ある日の会議、「いつも会議室ではなんですから」とビル並びの居酒屋で話をする事になり、技術者が飲み食いする中ひとしきり話を終えるとお開きに。「石島さん、5000円でいいです」とは空いた口が塞がりませんでした。大阪からのひとりが払ってくれ「この会社はこういうところなんです」と耳打ち(苦)
「仏作って魂入れず」とはよく言ったもので、仏像を作っても魂を入れなければただの木なのです。
いくらAFが速かろうが、秒間何コマ撮ろうが、作り手が使う身になってものづくりをしない、そして井戸を掘った人々を蔑ろにしてそのカメラが撮るものはなにも入っていない、写真を撮影する上で一番大切な「心」の入っていない、心を撮ることの出来ない鉄の塊でしかないのです。

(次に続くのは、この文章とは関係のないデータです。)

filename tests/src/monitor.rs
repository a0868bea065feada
mod integration;
//! Append-only alert log for unresponsive hosts.
//!
//! The file is opened, written and closed for every single alert; no handle is
//! kept across hosts. Lines look like
//! `ALERT: 2024/01/23 01:23:23 Server db.example is unresponsive`.

use std::fs::{File, OpenOptions};
use std::io::{self, Write};
use std::path::{Path, PathBuf};

use chrono::{DateTime, Local};
use pingwatch_common::network::host::Hostname;
use thiserror::Error;

const ALERT_PREFIX: &str = "ALERT: ";
const TIMESTAMP_FORMAT: &str = "%Y/%m/%d %H:%M:%S";

#[derive(Debug, Error)]
pub enum AlertError {
    #[error("failed to open log file {}: {source}", .path.display())]
    Open {
        path: PathBuf,
        #[source]
        source: io::Error,
    },
    #[error("failed to write to log file {}: {source}", .path.display())]
    Write {
        path: PathBuf,
        #[source]
        source: io::Error,
    },
}

#[derive(Debug, Clone)]
pub struct AlertLog {
    path: PathBuf,
}

impl AlertLog {
    pub fn new(path: impl Into<PathBuf>) -> Self {
        Self { path: path.into() }
    }

    pub fn path(&self) -> &Path {
        &self.path
    }

    /// Appends one alert line for `host`, stamped with the current local time.
    pub fn record(&self, host: &Hostname) -> Result<(), AlertError> {
        self.record_at(host, &Local::now())
    }

    pub fn record_at(&self, host: &Hostname, at: &DateTime<Local>) -> Result<(), AlertError> {
        let mut file: File = self.open().map_err(|source| AlertError::Open {
            path: self.path.clone(),
            source,
        })?;

        writeln!(file, "{}", format_alert(host, at)).map_err(|source| AlertError::Write {
            path: self.path.clone(),
            source,
        })
    }

    fn open(&self) -> io::Result<File> {
        let mut options = OpenOptions::new();
        options.create(true).append(true);

        #[cfg(unix)]
        {
            use std::os::unix::fs::OpenOptionsExt;
            options.mode(0o644);
        }

        options.open(&self.path)
    }
}

pub fn format_alert(host: &Hostname, at: &DateTime<Local>) -> String {
    format!(
        "{ALERT_PREFIX}{} Server {host} is unresponsive",
        at.format(TIMESTAMP_FORMAT)
    )
}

一度はその上部に惹かれて手にはするものの、『写真が撮れる人々』は皆離れて行きました。一様に「撮っててつまらない」と言って手放しました。今残っている人々はカメラ任せで目の前のモノをキャプチャーするだけしか撮影出来ない人々かそこのロゴが入っている事に満足している人々なのかもしれません。一般的にはブランド力四文字アルファベットが強いみたいですが、盛田さんはきっと・・・
さぁ、あなたはカメラを購入する際の選択、何を重要視しますか!?
撮れた!ではなく、あなたの心ないところで「カメラが撮ってくれた!」でいいですか??